**REQUIREMENT**
With both ends included, transcribe exactly the records below from their first line to the line that contains "pub fn is_issue_key(value: &str)".

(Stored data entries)
********

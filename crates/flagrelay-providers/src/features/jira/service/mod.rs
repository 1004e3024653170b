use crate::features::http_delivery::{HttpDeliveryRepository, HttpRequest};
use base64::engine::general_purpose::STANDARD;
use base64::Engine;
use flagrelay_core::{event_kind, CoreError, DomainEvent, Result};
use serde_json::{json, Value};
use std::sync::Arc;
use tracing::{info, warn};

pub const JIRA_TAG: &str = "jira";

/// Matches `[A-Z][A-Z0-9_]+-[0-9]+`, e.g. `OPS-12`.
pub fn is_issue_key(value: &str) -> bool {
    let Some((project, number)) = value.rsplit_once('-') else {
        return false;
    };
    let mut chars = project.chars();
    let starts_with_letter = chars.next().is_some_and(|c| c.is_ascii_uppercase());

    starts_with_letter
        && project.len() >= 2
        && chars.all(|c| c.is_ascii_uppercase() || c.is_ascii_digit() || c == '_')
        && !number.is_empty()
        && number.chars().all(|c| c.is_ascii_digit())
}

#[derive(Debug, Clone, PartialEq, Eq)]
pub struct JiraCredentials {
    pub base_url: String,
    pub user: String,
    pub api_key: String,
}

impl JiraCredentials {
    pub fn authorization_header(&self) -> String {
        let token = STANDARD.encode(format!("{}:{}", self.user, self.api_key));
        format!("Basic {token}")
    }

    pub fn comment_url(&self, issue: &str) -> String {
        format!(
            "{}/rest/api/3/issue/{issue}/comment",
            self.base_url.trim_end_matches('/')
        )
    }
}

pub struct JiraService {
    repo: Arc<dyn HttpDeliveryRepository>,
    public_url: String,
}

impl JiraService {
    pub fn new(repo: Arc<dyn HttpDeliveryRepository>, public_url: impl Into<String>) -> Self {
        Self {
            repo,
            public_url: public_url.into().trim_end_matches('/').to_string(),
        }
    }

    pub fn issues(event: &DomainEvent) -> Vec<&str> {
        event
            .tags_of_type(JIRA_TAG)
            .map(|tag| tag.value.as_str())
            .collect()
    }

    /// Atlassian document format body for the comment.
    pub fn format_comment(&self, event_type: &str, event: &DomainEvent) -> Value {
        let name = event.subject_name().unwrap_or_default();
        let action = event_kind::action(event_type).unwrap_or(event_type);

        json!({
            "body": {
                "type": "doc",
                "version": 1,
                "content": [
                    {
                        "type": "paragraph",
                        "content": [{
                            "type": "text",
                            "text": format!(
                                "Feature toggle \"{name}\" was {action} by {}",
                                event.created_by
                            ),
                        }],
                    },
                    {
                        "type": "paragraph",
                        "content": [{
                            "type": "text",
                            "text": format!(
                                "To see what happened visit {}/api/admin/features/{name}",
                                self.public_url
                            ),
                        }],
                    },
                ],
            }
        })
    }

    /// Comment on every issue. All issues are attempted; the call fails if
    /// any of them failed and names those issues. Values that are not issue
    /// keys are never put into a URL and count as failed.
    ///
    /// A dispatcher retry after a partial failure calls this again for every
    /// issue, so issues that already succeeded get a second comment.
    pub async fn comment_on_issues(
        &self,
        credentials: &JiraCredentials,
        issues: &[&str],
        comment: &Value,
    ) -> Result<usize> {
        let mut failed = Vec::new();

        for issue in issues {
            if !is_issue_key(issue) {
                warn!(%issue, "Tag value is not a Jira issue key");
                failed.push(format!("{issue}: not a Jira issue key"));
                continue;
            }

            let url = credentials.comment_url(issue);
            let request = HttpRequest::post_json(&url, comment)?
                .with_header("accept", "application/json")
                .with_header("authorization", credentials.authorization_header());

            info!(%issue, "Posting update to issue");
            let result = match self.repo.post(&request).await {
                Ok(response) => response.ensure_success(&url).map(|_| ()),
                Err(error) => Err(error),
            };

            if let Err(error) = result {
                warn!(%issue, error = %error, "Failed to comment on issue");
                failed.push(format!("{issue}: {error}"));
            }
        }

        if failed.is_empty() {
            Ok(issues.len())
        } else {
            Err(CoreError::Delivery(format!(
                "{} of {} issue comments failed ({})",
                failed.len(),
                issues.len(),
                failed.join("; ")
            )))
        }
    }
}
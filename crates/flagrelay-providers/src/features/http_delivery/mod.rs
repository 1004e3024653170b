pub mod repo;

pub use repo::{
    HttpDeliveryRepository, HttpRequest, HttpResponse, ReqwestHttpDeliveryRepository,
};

********

**WRITTEN RESPONSE**
filename crates/flagrelay-providers/src/features/jira/service/mod.rs
repository 1004e3024653170b
use crate::features::http_delivery::{HttpDeliveryRepository, HttpRequest};
use base64::engine::general_purpose::STANDARD;
use base64::Engine;
use flagrelay_core::{event_kind, CoreError, DomainEvent, Result};
use serde_json::{json, Value};
use std::sync::Arc;
use tracing::{info, warn};

pub const JIRA_TAG: &str = "jira";

/// Matches `[A-Z][A-Z0-9_]+-[0-9]+`, e.g. `OPS-12`.
pub fn is_issue_key(value: &str) -> bool {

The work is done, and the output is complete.